Broadband Modem Marketplace. Mega Cable would have the power to severely damage competing modem manufacturers and dramatically limit the equipment options available to consumers. Charter is one of the only cable providers that does not give customers the option of saving money by purchasing their own modem. Charter addresses this anticompetitive approach by claiming that it charges no ‘modem fees’ when, in fact, the cost of the modem is bundled into a consumer’s bill. This practice inhibits Charter consumers from purchasing their own equipment. Charter has promised to extend this same anticompetitive practice from its own relatively small subscriber base to millions of Time Warner Cable and Bright House customers, potentially crippling the market for retail modem manufacturers and along with it, consumer choice.

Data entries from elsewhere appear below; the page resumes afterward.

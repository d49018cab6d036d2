#![forbid(unsafe_code)]

//! In-memory shapes for the statistics a sampling run reports on its
//! console channel, normalized per execution and descriptor.

use serde::{Deserialize, Serialize};
use std::collections::{BTreeMap, BTreeSet};
use std::fmt;

pub const MOMENT_LABELS: [&str; 4] = ["mean", "std_deviation", "skewness", "kurtosis"];
pub const CI_BOUND_LABELS: [&str; 2] = ["lower", "upper"];
pub const CI_MOMENT_LABELS: [&str; 2] = ["mean", "std_deviation"];

/// 1-based ordinal of one repetition of a sampling run.
#[derive(Debug, Clone, Copy, PartialEq, Eq, PartialOrd, Ord, Hash, Serialize, Deserialize)]
#[serde(try_from = "u32", into = "u32")]
pub struct ExecutionId(u32);

impl ExecutionId {
    /// Returns `None` for 0; executions are numbered from 1.
    #[must_use]
    pub fn new(ordinal: u32) -> Option<Self> {
        (ordinal > 0).then_some(Self(ordinal))
    }

    #[must_use]
    pub fn from_index(index: usize) -> Self {
        Self(u32::try_from(index).map_or(u32::MAX, |i| i.saturating_add(1)))
    }

    #[must_use]
    pub fn ordinal(self) -> u32 {
        self.0
    }

    #[must_use]
    pub fn index(self) -> usize {
        (self.0 - 1) as usize
    }

    /// Parses the `execution:<n>` group name used by the structured store.
    /// Only the canonical spelling is accepted, so `execution:01` is not
    /// execution 1.
    #[must_use]
    pub fn parse_group_name(name: &str) -> Option<Self> {
        let raw = name.strip_prefix("execution:")?;
        raw.parse::<u32>()
            .ok()
            .and_then(Self::new)
            .filter(|id| id.0.to_string() == raw)
    }
}

impl TryFrom<u32> for ExecutionId {
    type Error = String;

    fn try_from(ordinal: u32) -> Result<Self, Self::Error> {
        Self::new(ordinal).ok_or_else(|| "execution ordinals start at 1".to_string())
    }
}

impl From<ExecutionId> for u32 {
    fn from(id: ExecutionId) -> Self {
        id.0
    }
}

impl fmt::Display for ExecutionId {
    fn fmt(&self, f: &mut fmt::Formatter<'_>) -> fmt::Result {
        write!(f, "execution:{}", self.0)
    }
}

#[derive(Debug, Clone, Copy, PartialEq, Serialize, Deserialize)]
#[serde(from = "[f64; 4]", into = "[f64; 4]")]
pub struct MomentRow {
    pub mean: f64,
    pub std_deviation: f64,
    pub skewness: f64,
    pub kurtosis: f64,
}

impl MomentRow {
    /// Values in the fixed `MOMENT_LABELS` order.
    #[must_use]
    pub fn values(&self) -> [f64; 4] {
        [self.mean, self.std_deviation, self.skewness, self.kurtosis]
    }
}

impl From<[f64; 4]> for MomentRow {
    fn from(raw: [f64; 4]) -> Self {
        let [mean, std_deviation, skewness, kurtosis] = raw;
        Self {
            mean,
            std_deviation,
            skewness,
            kurtosis,
        }
    }
}

impl From<MomentRow> for [f64; 4] {
    fn from(row: MomentRow) -> Self {
        row.values()
    }
}

#[derive(Debug, Clone, Copy, PartialEq, Eq)]
pub enum Bound {
    Lower,
    Upper,
}

impl Bound {
    pub const ALL: [Self; 2] = [Self::Lower, Self::Upper];

    #[must_use]
    pub fn as_str(self) -> &'static str {
        CI_BOUND_LABELS[self as usize]
    }
}

#[derive(Debug, Clone, Copy, PartialEq, Eq)]
pub enum IntervalMoment {
    Mean,
    StdDeviation,
}

impl IntervalMoment {
    pub const ALL: [Self; 2] = [Self::Mean, Self::StdDeviation];

    #[must_use]
    pub fn as_str(self) -> &'static str {
        CI_MOMENT_LABELS[self as usize]
    }
}

/// 2x2 block indexed by (bound, moment).
#[derive(Debug, Clone, Copy, PartialEq, Serialize, Deserialize)]
#[serde(transparent)]
pub struct ConfidenceInterval {
    cells: [[f64; 2]; 2],
}

impl ConfidenceInterval {
    #[must_use]
    pub fn new(cells: [[f64; 2]; 2]) -> Self {
        Self { cells }
    }

    #[must_use]
    pub fn cell(&self, bound: Bound, moment: IntervalMoment) -> f64 {
        self.cells[bound as usize][moment as usize]
    }
}

#[derive(Debug, Clone, Copy, PartialEq, Serialize, Deserialize)]
#[serde(from = "[f64; 3]", into = "[f64; 3]")]
pub struct DensityBin {
    pub lower_bound: f64,
    pub upper_bound: f64,
    pub density: f64,
}

impl From<[f64; 3]> for DensityBin {
    fn from(raw: [f64; 3]) -> Self {
        let [lower_bound, upper_bound, density] = raw;
        Self {
            lower_bound,
            upper_bound,
            density,
        }
    }
}

impl From<DensityBin> for [f64; 3] {
    fn from(bin: DensityBin) -> Self {
        [bin.lower_bound, bin.upper_bound, bin.density]
    }
}

/// The three columns that may follow the level value in a console
/// level-mapping row, in table order.
#[derive(Debug, Clone, Copy, PartialEq, Eq, Hash, PartialOrd, Ord, Serialize, Deserialize)]
#[serde(rename_all = "snake_case")]
pub enum LevelColumn {
    Probability,
    Reliability,
    GenReliability,
}

impl LevelColumn {
    pub const ALL: [Self; 3] = [Self::Probability, Self::Reliability, Self::GenReliability];

    /// Field position inside a `LevelRow`; field 0 is the level value.
    #[must_use]
    pub fn field_index(self) -> usize {
        self as usize + 1
    }

    #[must_use]
    pub fn from_field_index(index: usize) -> Option<Self> {
        index.checked_sub(1).and_then(|i| Self::ALL.get(i).copied())
    }

    #[must_use]
    pub fn as_str(self) -> &'static str {
        match self {
            Self::Probability => "probability",
            Self::Reliability => "reliability",
            Self::GenReliability => "gen_reliability",
        }
    }
}

/// One console level-mapping row: the level value followed by the
/// probability, reliability and generalized-reliability columns, any of
/// which may be blank.
#[derive(Debug, Clone, Copy, PartialEq, Serialize, Deserialize)]
#[serde(
    from = "(f64, Option<f64>, Option<f64>, Option<f64>)",
    into = "(f64, Option<f64>, Option<f64>, Option<f64>)"
)]
pub struct LevelRow {
    pub level: f64,
    pub columns: [Option<f64>; 3],
}

impl LevelRow {
    #[must_use]
    pub fn new(level: f64, columns: [Option<f64>; 3]) -> Self {
        Self { level, columns }
    }

    #[must_use]
    pub fn with_column(level: f64, column: LevelColumn, value: f64) -> Self {
        let mut columns = [None; 3];
        columns[column as usize] = Some(value);
        Self { level, columns }
    }

    /// Positional access: 0 is the level, 1..=3 the trailing columns.
    #[must_use]
    pub fn field(&self, index: usize) -> Option<f64> {
        match index {
            0 => Some(self.level),
            _ => LevelColumn::from_field_index(index).and_then(|c| self.column(c)),
        }
    }

    #[must_use]
    pub fn column(&self, column: LevelColumn) -> Option<f64> {
        self.columns[column as usize]
    }

    /// Trailing columns that carry a value, in table order.
    #[must_use]
    pub fn populated_columns(&self) -> Vec<LevelColumn> {
        LevelColumn::ALL
            .into_iter()
            .filter(|c| self.column(*c).is_some())
            .collect()
    }
}

impl From<(f64, Option<f64>, Option<f64>, Option<f64>)> for LevelRow {
    fn from(raw: (f64, Option<f64>, Option<f64>, Option<f64>)) -> Self {
        Self::new(raw.0, [raw.1, raw.2, raw.3])
    }
}

impl From<LevelRow> for (f64, Option<f64>, Option<f64>, Option<f64>) {
    fn from(row: LevelRow) -> Self {
        (row.level, row.columns[0], row.columns[1], row.columns[2])
    }
}

/// A level-mapping row once its role in the table is known.
#[derive(Debug, Clone, Copy, PartialEq, Serialize)]
#[serde(tag = "kind", rename_all = "snake_case")]
pub enum LevelMapping {
    /// User-specified response level with the one column the tool computed.
    ResponseComputedAs {
        column: LevelColumn,
        response_level: f64,
        value: f64,
    },
    Probability {
        response_level: f64,
        value: f64,
    },
    Reliability {
        response_level: f64,
        value: f64,
    },
    GenReliability {
        response_level: f64,
        value: f64,
    },
}

impl LevelMapping {
    /// Mapping for a row requested through one of the trailing level lists.
    #[must_use]
    pub fn requested(column: LevelColumn, response_level: f64, value: f64) -> Self {
        match column {
            LevelColumn::Probability => Self::Probability {
                response_level,
                value,
            },
            LevelColumn::Reliability => Self::Reliability {
                response_level,
                value,
            },
            LevelColumn::GenReliability => Self::GenReliability {
                response_level,
                value,
            },
        }
    }

    #[must_use]
    pub fn column(&self) -> LevelColumn {
        match self {
            Self::ResponseComputedAs { column, .. } => *column,
            Self::Probability { .. } => LevelColumn::Probability,
            Self::Reliability { .. } => LevelColumn::Reliability,
            Self::GenReliability { .. } => LevelColumn::GenReliability,
        }
    }

    #[must_use]
    pub fn response_level(&self) -> f64 {
        match self {
            Self::ResponseComputedAs { response_level, .. }
            | Self::Probability { response_level, .. }
            | Self::Reliability { response_level, .. }
            | Self::GenReliability { response_level, .. } => *response_level,
        }
    }

    #[must_use]
    pub fn value(&self) -> f64 {
        match self {
            Self::ResponseComputedAs { value, .. }
            | Self::Probability { value, .. }
            | Self::Reliability { value, .. }
            | Self::GenReliability { value, .. } => *value,
        }
    }
}

/// One statistic family keyed by execution (in run order) then descriptor.
#[derive(Debug, Clone, PartialEq, Serialize, Deserialize)]
#[serde(transparent)]
pub struct ExtractedResultSet<T> {
    executions: Vec<BTreeMap<String, T>>,
}

impl<T> Default for ExtractedResultSet<T> {
    fn default() -> Self {
        Self {
            executions: Vec::new(),
        }
    }
}

impl<T> ExtractedResultSet<T> {
    #[must_use]
    pub fn new(executions: Vec<BTreeMap<String, T>>) -> Self {
        Self { executions }
    }

    #[must_use]
    pub fn execution_count(&self) -> usize {
        self.executions.len()
    }

    pub fn execution_ids(&self) -> impl Iterator<Item = ExecutionId> + '_ {
        (0..self.executions.len()).map(ExecutionId::from_index)
    }

    /// Descriptors reported by the first execution; every execution of a
    /// run reports the same set.
    #[must_use]
    pub fn descriptors(&self) -> BTreeSet<&str> {
        self.executions
            .first()
            .map(|first| first.keys().map(String::as_str).collect())
            .unwrap_or_default()
    }

    #[must_use]
    pub fn execution(&self, id: ExecutionId) -> Option<&BTreeMap<String, T>> {
        self.executions.get(id.index())
    }

    #[must_use]
    pub fn get(&self, id: ExecutionId, descriptor: &str) -> Option<&T> {
        self.execution(id).and_then(|entries| entries.get(descriptor))
    }

    /// First execution whose descriptor set differs from execution 1.
    #[must_use]
    pub fn first_inconsistent_execution(&self) -> Option<ExecutionId> {
        let expected = self.descriptors();
        self.executions
            .iter()
            .enumerate()
            .skip(1)
            .find(|(_, entries)| {
                entries.len() != expected.len()
                    || entries.keys().any(|name| !expected.contains(name.as_str()))
            })
            .map(|(index, _)| ExecutionId::from_index(index))
    }

    pub fn iter(&self) -> impl Iterator<Item = (ExecutionId, &BTreeMap<String, T>)> {
        self.executions
            .iter()
            .enumerate()
            .map(|(index, entries)| (ExecutionId::from_index(index), entries))
    }
}

pub type MomentSet = ExtractedResultSet<MomentRow>;
pub type ConfidenceIntervalSet = ExtractedResultSet<ConfidenceInterval>;
pub type DensitySet = ExtractedResultSet<Vec<DensityBin>>;
pub type LevelMappingSet = ExtractedResultSet<Vec<LevelRow>>;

Consumers. Mega Cable would compound ongoing price hikes, poor customer service and the lack of choice in the cable and broadband marketplaces. Charter, Time Warner Cable and Bright House Networks boast some of the lowest customer satisfaction scores – not just in the cable industry, but any industry. In order to merge, Mega Cable would take on $27 billion in new debt – about $1,142 in debt for each customer – which could be reconciled by passing along these costs to consumers. Mega Cable will have every incentive to cut costs by further degrading customer service, limiting investment in new innovations and raising prices. Members explained that all of the harms enumerated above would be exacerbated by coordinated action by Mega Cable and Comcast.
The Coalition also provided documents, which it said illustrated some of the many ways that Mega Cable could threaten competing OVD and MVPD services.
In conclusion, the Coalition reiterates that Charter’s proposed acquisition of Time Warner Cable and Bright House Networks threatens serious harms for consumers, competition and innovation. “The Stop Mega Cable Coalition urges the Commission to solve or prevent the harms presented by this transaction,” it says.